Why wouldnt you want a Border Collie ?
Just curious.
I have chickens and the goats and they all can be out with my dogs and no one gets bit or chased regardless.
Only one dog cannot be loose with the chickens .
I have six Border Collies , they will turn into their herding mode only when asked and specifically told that "its OK" to herd the animal.


----------



## TiffofMo (Jan 10, 2011)

Becouse the need to herd is to strong i want a farm dog not a herding dog. And there way to much energy for me. I would get a Sheltie before i would get a Border collie. Thats just me thought lol.


----------



## pennyspasture (Dec 22, 2011)

We have an English shepherd who is just turning 6 months old. She has been herding the chickens since she was about 3 months old. She loves to help with the goats, but is starting to do more than I want her to, so I think I need to spend some more time with her on basic commands.

I haven't ever trained a dog for this type of thing before, but we had an English Shepherd for 5 years and didn't even know it. We got her from the pound. She was the best dog ever! When we got her we lived in the city and so she was older when we moved out to our farm. We never had to teach her anything, she just taught herself. 

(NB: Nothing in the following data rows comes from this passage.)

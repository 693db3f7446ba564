mod ops;
mod view;

use crate::{
    one_half, vec4, Error, Float, Mat4, Matrix, Number, One, Result, Sqrt, Trig, Vec3, Vector,
    Zero,
};

pub use view::IJKW;

/// A quaternion with [`f32`] components.
pub type Quatf = Quat<f32>;

/// A quaternion consisting of 3 imaginary numbers and a real number.
///
/// Unit-length quaternions ("*versors*") are commonly used to represent rotations in 3D space.
///
/// Quaternions are stored like a 4-dimensional vector: the `i`, `j` and `k` imaginary parts come
/// first, followed by the real part `w`. The components can be accessed by name:
///
/// ```
/// # use gfx_linalg::*;
/// let q = Quat::new(1.0, 2.0, 3.0, 4.0);
/// assert_eq!((q.w, q.i, q.j, q.k), (1.0, 2.0, 3.0, 4.0));
/// assert_eq!(q.into_vec(), [2.0, 3.0, 4.0, 1.0]);
/// ```
///
/// Multiplication (`*`) between quaternions is the Hamilton product, which composes rotations:
/// `(a * b).rotate(v)` rotates `v` by `b` first, then by `a`.
#[derive(Clone, Copy, Hash)]
#[repr(transparent)]
pub struct Quat<T> {
    vec: Vector<T, 4>,
}

unsafe impl<T: bytemuck::Zeroable> bytemuck::Zeroable for Quat<T> {}
unsafe impl<T: bytemuck::Pod> bytemuck::Pod for Quat<T> {}

impl<T: Zero + One> Quat<T> {
    /// The multiplicative identity.
    ///
    /// This is a unit quaternion that will not change a vector it is multiplied with.
    pub const IDENTITY: Self = Self {
        vec: vec4(T::ZERO, T::ZERO, T::ZERO, T::ONE),
    };
}

impl<T> Quat<T> {
    /// Creates a quaternion from its real part `w` and its imaginary parts `x`, `y` and `z`.
    pub const fn new(w: T, x: T, y: T, z: T) -> Self {
        Self {
            vec: vec4(x, y, z, w),
        }
    }

    /// Creates a quaternion from its real part and a vector of its imaginary parts.
    pub fn from_parts(real: T, imaginary: Vec3<T>) -> Self {
        Self {
            vec: imaginary.extend(real),
        }
    }

    /// Creates a quaternion from a 4-dimensional [`Vector`].
    ///
    /// The `x`, `y`, and `z` coordinates correspond to the `i`, `j`, and `k` imaginary parts, while
    /// the `w` component corresponds to the real number part of the quaternion.
    pub fn from_vec(vec: Vector<T, 4>) -> Self {
        Self { vec }
    }

    /// Returns the components as a [`Vector`] in `(i, j, k, w)` order.
    pub fn into_vec(self) -> Vector<T, 4> {
        self.vec
    }

    /// Returns the real part of this quaternion.
    pub fn real(&self) -> T
    where
        T: Copy,
    {
        self.vec[3]
    }

    /// Returns the imaginary parts of this quaternion as a vector.
    pub fn imaginary(&self) -> Vec3<T>
    where
        T: Copy,
    {
        self.vec.truncate()
    }

    /// Creates a quaternion from a rotation axis and half the rotation angle.
    ///
    /// The result is `cos(angle) + axis * sin(angle)`, so `angle` must already be *half* of the
    /// desired rotation angle, and `axis` should have unit length for the result to be a unit
    /// quaternion.
    ///
    /// # Examples
    ///
    /// ```
    /// # use gfx_linalg::*;
    /// use std::f32::consts::PI;
    ///
    /// // Quarter turn around Z: half-angle is PI / 4.
    /// let q = Quat::from_axis_angle(Vec3f::Z, PI / 4.0);
    /// assert_approx_eq!(q, Quat::from_rotation_z(PI / 2.0));
    /// ```
    pub fn from_axis_angle(axis: Vec3<T>, angle: T) -> Self
    where
        T: Number + Trig,
    {
        let (sin, cos) = angle.sin_cos();
        Self::from_parts(cos, axis * sin)
    }

    /// Creates a quaternion that rotates by `radians` around the X axis.
    pub fn from_rotation_x(radians: T) -> Self
    where
        T: Trig + Number,
    {
        let (sin, cos) = (radians * one_half()).sin_cos();
        Self::new(cos, sin, T::ZERO, T::ZERO)
    }

    /// Creates a quaternion that rotates by `radians` around the Y axis.
    pub fn from_rotation_y(radians: T) -> Self
    where
        T: Trig + Number,
    {
        let (sin, cos) = (radians * one_half()).sin_cos();
        Self::new(cos, T::ZERO, sin, T::ZERO)
    }

    /// Creates a quaternion that rotates by `radians` around the Z axis.
    pub fn from_rotation_z(radians: T) -> Self
    where
        T: Trig + Number,
    {
        let (sin, cos) = (radians * one_half()).sin_cos();
        Self::new(cos, T::ZERO, T::ZERO, sin)
    }

    /// Creates a quaternion from rotations around the X, Y and Z axis.
    ///
    /// The result is `from_rotation_x(x) * from_rotation_y(y) * from_rotation_z(z)`, so the Z
    /// rotation is applied to a vector first.
    #[doc(alias = "euler")]
    pub fn from_rotation_xyz(x: T, y: T, z: T) -> Self
    where
        T: Number + Trig,
    {
        Self::from_rotation_x(x) * Self::from_rotation_y(y) * Self::from_rotation_z(z)
    }

    /// Computes the quaternion representing the rotation in the upper-left 3x3 part of `mat`.
    ///
    /// `mat` should be a pure rotation (orthonormal with determinant 1). Depending on the trace of
    /// the rotation part, the largest of the four components is derived first, which keeps the
    /// computation stable for rotations close to 180°.
    ///
    /// # Examples
    ///
    /// ```
    /// # use gfx_linalg::*;
    /// let q = Quat::from_rotation_xyz(0.3, -1.2, 2.0);
    /// let mat = q.to_rotation_matrix().unwrap();
    /// assert_approx_eq!(Quat::from_rotation_matrix(&mat), q).abs(1e-6);
    /// ```
    pub fn from_rotation_matrix(mat: &Mat4<T>) -> Self
    where
        T: Float,
    {
        let m = |row: usize, col: usize| mat[(row, col)];
        let two = T::ONE + T::ONE;
        let quarter = one_half::<T>() * one_half();
        let trace = m(0, 0) + m(1, 1) + m(2, 2);

        if trace > T::ZERO {
            log::trace!("rotation matrix to quaternion: positive trace");
            let s = (trace + T::ONE).sqrt() * two; // 4 * w
            Self::new(
                quarter * s,
                (m(2, 1) - m(1, 2)) / s,
                (m(0, 2) - m(2, 0)) / s,
                (m(1, 0) - m(0, 1)) / s,
            )
        } else if m(0, 0) > m(1, 1) && m(0, 0) > m(2, 2) {
            log::trace!("rotation matrix to quaternion: x dominant");
            let s = (T::ONE + m(0, 0) - m(1, 1) - m(2, 2)).sqrt() * two; // 4 * x
            Self::new(
                (m(2, 1) - m(1, 2)) / s,
                quarter * s,
                (m(0, 1) + m(1, 0)) / s,
                (m(0, 2) + m(2, 0)) / s,
            )
        } else if m(1, 1) > m(2, 2) {
            log::trace!("rotation matrix to quaternion: y dominant");
            let s = (T::ONE + m(1, 1) - m(0, 0) - m(2, 2)).sqrt() * two; // 4 * y
            Self::new(
                (m(0, 2) - m(2, 0)) / s,
                (m(0, 1) + m(1, 0)) / s,
                quarter * s,
                (m(1, 2) + m(2, 1)) / s,
            )
        } else {
            log::trace!("rotation matrix to quaternion: z dominant");
            let s = (T::ONE + m(2, 2) - m(0, 0) - m(1, 1)).sqrt() * two; // 4 * z
            Self::new(
                (m(1, 0) - m(0, 1)) / s,
                (m(0, 2) + m(2, 0)) / s,
                (m(1, 2) + m(2, 1)) / s,
                quarter * s,
            )
        }
    }

    /// Returns the dot product of `self` and `other`, treating both as 4-dimensional vectors.
    pub fn dot(self, other: Self) -> T
    where
        T: Number,
    {
        self.vec.dot(other.vec)
    }

    /// Returns the squared length of this quaternion.
    ///
    /// If the squared length is not equal to one, multiplying a vector with this quaternion will
    /// scale the vector in addition to rotating it. When using quaternions to model rotations, it
    /// is advisable to ensure that quaternions are always of length one.
    pub fn length2(&self) -> T
    where
        T: Number,
    {
        self.vec.length2()
    }

    /// Returns the length of this quaternion.
    ///
    /// If the length is not equal to one, multiplying a vector with this quaternion will scale the
    /// vector in addition to rotating it. When using quaternions to model rotations, it is
    /// advisable to ensure that quaternions are always of length one.
    #[doc(alias = "norm", alias = "magnitude")]
    pub fn length(&self) -> T
    where
        T: Number + Sqrt,
    {
        self.vec.length()
    }

    /// Returns the conjugate of this quaternion, which negates the imaginary parts.
    pub fn conjugate(self) -> Self
    where
        T: Number,
    {
        Self::from_parts(self.real(), -self.imaginary())
    }

    /// Returns a normalized copy of this quaternion (whose length equals one).
    ///
    /// # Errors
    ///
    /// Returns [`Error::NormalizeZeroQuaternion`] if `self` has length zero.
    pub fn normalize(self) -> Result<Self>
    where
        T: Number + Sqrt,
    {
        let vec = self
            .vec
            .normalize()
            .map_err(|_| Error::NormalizeZeroQuaternion)?;
        Ok(Self { vec })
    }

    /// Returns the multiplicative inverse of this quaternion.
    ///
    /// For unit quaternions, this is the same as the [conjugate](Self::conjugate).
    ///
    /// # Errors
    ///
    /// Returns [`Error::InvertZeroQuaternion`] if `self` has length zero.
    ///
    /// # Examples
    ///
    /// ```
    /// # use gfx_linalg::*;
    /// let q = Quat::new(1.0, 2.0, -1.0, 0.5);
    /// assert_approx_eq!(q * q.inverse().unwrap(), Quat::IDENTITY);
    /// assert_eq!(Quatf::new(0.0, 0.0, 0.0, 0.0).inverse(), Err(Error::InvertZeroQuaternion));
    /// ```
    pub fn inverse(self) -> Result<Self>
    where
        T: Number,
    {
        let length2 = self.length2();
        if length2 == T::ZERO {
            return Err(Error::InvertZeroQuaternion);
        }
        Ok(Self {
            vec: self.conjugate().vec / length2,
        })
    }

    /// Rotates `v` by this quaternion, computing `q * v * conjugate(q)`.
    ///
    /// `self` should have unit length. Otherwise, `v` is additionally scaled by the squared length
    /// of `self`.
    ///
    /// # Examples
    ///
    /// ```
    /// # use gfx_linalg::*;
    /// use std::f32::consts::FRAC_PI_2;
    ///
    /// let q = Quat::from_rotation_z(FRAC_PI_2);
    /// assert_approx_eq!(q.rotate(Vec3f::X), Vec3f::Y).abs(1e-6);
    /// ```
    pub fn rotate(self, v: Vec3<T>) -> Vec3<T>
    where
        T: Number,
    {
        (self * Self::from_parts(T::ZERO, v) * self.conjugate()).imaginary()
    }

    /// Converts this quaternion to a 4x4 rotation matrix.
    ///
    /// Quaternions that are not unit length are normalized by the conversion.
    ///
    /// # Errors
    ///
    /// Returns [`Error::MatrixFromZeroQuaternion`] if `self` has length zero.
    ///
    /// # Examples
    ///
    /// ```
    /// # use gfx_linalg::*;
    /// use std::f32::consts::FRAC_PI_2;
    ///
    /// let mat = Quat::from_rotation_z(FRAC_PI_2).to_rotation_matrix().unwrap();
    /// assert_approx_eq!(mat * Vec4f::X, Vec4f::Y).abs(1e-6);
    /// ```
    pub fn to_rotation_matrix(&self) -> Result<Mat4<T>>
    where
        T: Number,
    {
        let length2 = self.length2();
        if length2 == T::ZERO {
            return Err(Error::MatrixFromZeroQuaternion);
        }
        Ok(self.to_rotation_matrix_with_scale((T::ONE + T::ONE) / length2))
    }

    /// Converts this quaternion to a 4x4 rotation matrix, using the precomputed factor `s`.
    ///
    /// `s` is `2 / length2()` for an exact rotation, and `2` for quaternions known to have unit
    /// length.
    pub fn to_rotation_matrix_with_scale(&self, s: T) -> Mat4<T>
    where
        T: Number,
    {
        let [x, y, z, w] = self.vec.into_array();
        let (zero, one) = (T::ZERO, T::ONE);

        #[rustfmt::skip]
        let mat = Matrix::from_rows([
            [one - s * (y * y + z * z), s * (x * y - w * z), s * (x * z + w * y), zero],
            [s * (x * y + w * z), one - s * (x * x + z * z), s * (y * z - w * x), zero],
            [s * (x * z - w * y), s * (y * z + w * x), one - s * (x * x + y * y), zero],
            [zero, zero, zero, one],
        ]);
        mat
    }

    /// Spherically interpolates between `self` (at `t = 0`) and `to` (at `t = 1`).
    ///
    /// Both quaternions should have unit length. The interpolation follows the shorter arc between
    /// the two rotations, negating `to` if necessary. When the rotations are nearly identical, this
    /// falls back to a normalized linear interpolation.
    ///
    /// # Examples
    ///
    /// ```
    /// # use gfx_linalg::*;
    /// use std::f32::consts::FRAC_PI_2;
    ///
    /// let a = Quatf::IDENTITY;
    /// let b = Quat::from_rotation_z(FRAC_PI_2);
    /// assert_approx_eq!(a.slerp(b, 0.5), Quat::from_rotation_z(FRAC_PI_2 / 2.0)).abs(1e-6);
    /// ```
    #[doc(alias = "interpolate")]
    pub fn slerp(self, to: Self, t: T) -> Self
    where
        T: Float,
    {
        let mut to = to;
        let mut dot = self.dot(to);
        if dot < T::ZERO {
            to = -to;
            dot = -dot;
        }

        if dot > T::from_f64(0.9995) {
            log::trace!("slerp between nearly parallel quaternions, using lerp");
            let lerp = Self::from_vec(self.vec.lerp(to.vec, t));
            return lerp.normalize().unwrap_or(lerp);
        }

        let angle = dot.acos();
        let sin = angle.sin();
        let from_weight = ((T::ONE - t) * angle).sin() / sin;
        let to_weight = (t * angle).sin() / sin;
        self * from_weight + to * to_weight
    }
}

impl<T: Float> From<Mat4<T>> for Quat<T> {
    fn from(mat: Mat4<T>) -> Self {
        Self::from_rotation_matrix(&mat)
    }
}

impl<T> From<Vector<T, 4>> for Quat<T> {
    fn from(vec: Vector<T, 4>) -> Self {
        Self::from_vec(vec)
    }
}

/// The identity rotation.
impl<T: Zero + One> Default for Quat<T> {
    fn default() -> Self {
        Self::IDENTITY
    }
}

They are a wonderful breed and great companions and protectors (of their people) as well as farm workers. They do not have as strong of a herding instinct as a Border Collie, but they are good herders. They are just better at stopping when you want them to. There are not a lot of them around, but their numbers are increasing. I searched for 2-3 months before finding a litter in our state. In my searching, I found that many breeders do a type of "personality" test. I know that isn't the right thing to call it, but I don't know what it is called. Anyways, the whole purpose is to match the puppies strengths with what the purchasers are looking for in a dog. Should be very helpful in finding one to suit your needs. The site you posted is a great site. I recommend you check out the list of breeders and find a couple near you to talk to.


----------



## TiffofMo (Jan 10, 2011)

pennyspasture said:


> We have an English shepherd who is just turning 6 months old. She has been herding the chickens since she was about 3 months old. She loves to help with the goats, but is starting to do more than I want her to, so I think I need to spend some more time with her on basic commands.
> 
> I haven't ever trained a dog for this type of thing before, but we had an English Shepherd for 5 years and didn't even know it. We got her from the pound. She was the best dog ever! When we got her we lived in the city and so she was older when we moved out to our farm. We never had to teach her anything, she just taught herself.
> They are a wonderful breed and great companions and protectors (of their people) as well as farm workers. They do not have as strong of a herding instinct as a Border Collie, but they are good herders. They are just better at stopping when you want them to. There are not a lot of them around, but their numbers are increasing. I searched for 2-3 months before finding a litter in our state. In my searching, I found that many breeders do a type of "personality" test. I know that isn't the right thing to call it, but I don't know what it is called. Anyways, the whole purpose is to match the puppies strengths with what the purchasers are looking for in a dog. Should be very helpful in finding one to suit your needs. The site you posted is a great site. I recommend you check out the list of breeders and find a couple near you to talk to.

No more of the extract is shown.